Repeat the whole listing below with nothing added or dropped.

**MATERIALS PROVIDED**.
###

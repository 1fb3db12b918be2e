//! Tideline Server - reference sync endpoint for Tideline clients.
//!
//! Serves the replication wire protocol over HTTP:
//!
//! - `GET /sync/handshake`: check Basic credentials, report node id and
//!   protocol version
//! - `POST /sync/push`: apply a batch of changes under last-writer-wins
//! - `GET /sync/pull?since&limit`: page through documents written after a
//!   checkpoint
//! - `GET /health`: liveness, used as the client heartbeat
//!
//! Documents live in PostgreSQL ([`PgRepository`]) or, for tests and quick
//! local runs, in memory ([`MemoryRepository`]).

pub mod auth;
pub mod config;
pub mod error;
pub mod handlers;
pub mod repository;
pub mod routes;

pub use config::{Config, ConfigError};
pub use error::AppError;
pub use repository::{MemoryRepository, PgRepository, PushOutcome, Repository};

use axum::Router;
use std::sync::Arc;
use tokio::net::TcpListener;
use tower::ServiceBuilder;
use tower_http::cors::{Any, CorsLayer};
use tower_http::trace::TraceLayer;

/// Application state shared across handlers.
#[derive(Clone)]
pub struct AppState {
    pub repository: Arc<dyn Repository>,
    pub config: Arc<Config>,
}

impl AppState {
    pub fn new(repository: Arc<dyn Repository>, config: Config) -> Self {
        Self {
            repository,
            config: Arc::new(config),
        }
    }

    /// State backed by a fresh [`MemoryRepository`].
    pub fn in_memory(config: Config) -> Self {
        Self::new(Arc::new(MemoryRepository::new()), config)
    }
}

/// Build the router with tracing and CORS layers.
pub fn app(state: AppState) -> Router {
    Router::new()
        .merge(routes::create_routes())
        .layer(
            ServiceBuilder::new().layer(TraceLayer::new_for_http()).layer(
                CorsLayer::new()
                    .allow_origin(Any)
                    .allow_methods(Any)
                    .allow_headers(Any),
            ),
        )
        .with_state(state)
}

/// Serve `state` on an already bound listener until the task is dropped.
pub async fn serve(listener: TcpListener, state: AppState) -> std::io::Result<()> {
    axum::serve(listener, app(state)).await
}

###

**TASK RESULT**.
repository 1fb3db12b918be2e
//! Tideline Server - reference sync endpoint for Tideline clients.
//!
//! Serves the replication wire protocol over HTTP:
//!
//! - `GET /sync/handshake`: check Basic credentials, report node id and
//!   protocol version
//! - `POST /sync/push`: apply a batch of changes under last-writer-wins
//! - `GET /sync/pull?since&limit`: page through documents written after a
//!   checkpoint
//! - `GET /health`: liveness, used as the client heartbeat
//!
//! Documents live in PostgreSQL ([`PgRepository`]) or, for tests and quick
//! local runs, in memory ([`MemoryRepository`]).

pub mod auth;
pub mod config;
pub mod error;
pub mod handlers;
pub mod repository;
pub mod routes;

pub use config::{Config, ConfigError};
pub use error::AppError;
pub use repository::{MemoryRepository, PgRepository, PushOutcome, Repository};

use axum::Router;
use std::sync::Arc;
use tokio::net::TcpListener;
use tower::ServiceBuilder;
use tower_http::cors::{Any, CorsLayer};
use tower_http::trace::TraceLayer;

/// Application state shared across handlers.
#[derive(Clone)]
pub struct AppState {
    pub repository: Arc<dyn Repository>,
    pub config: Arc<Config>,
}

impl AppState {
    pub fn new(repository: Arc<dyn Repository>, config: Config) -> Self {
        Self {
            repository,
            config: Arc::new(config),
        }
    }

    /// State backed by a fresh [`MemoryRepository`].
    pub fn in_memory(config: Config) -> Self {
        Self::new(Arc::new(MemoryRepository::new()), config)
    }
}

/// Build the router with tracing and CORS layers.
pub fn app(state: AppState) -> Router {
    Router::new()
        .merge(routes::create_routes())
        .layer(
            ServiceBuilder::new().layer(TraceLayer::new_for_http()).layer(
                CorsLayer::new()
                    .allow_origin(Any)
                    .allow_methods(Any)
                    .allow_headers(Any),
            ),
        )
        .with_state(state)
}

/// Serve `state` on an already bound listener until the task is dropped.
pub async fn serve(listener: TcpListener, state: AppState) -> std::io::Result<()> {
    axum::serve(listener, app(state)).await
}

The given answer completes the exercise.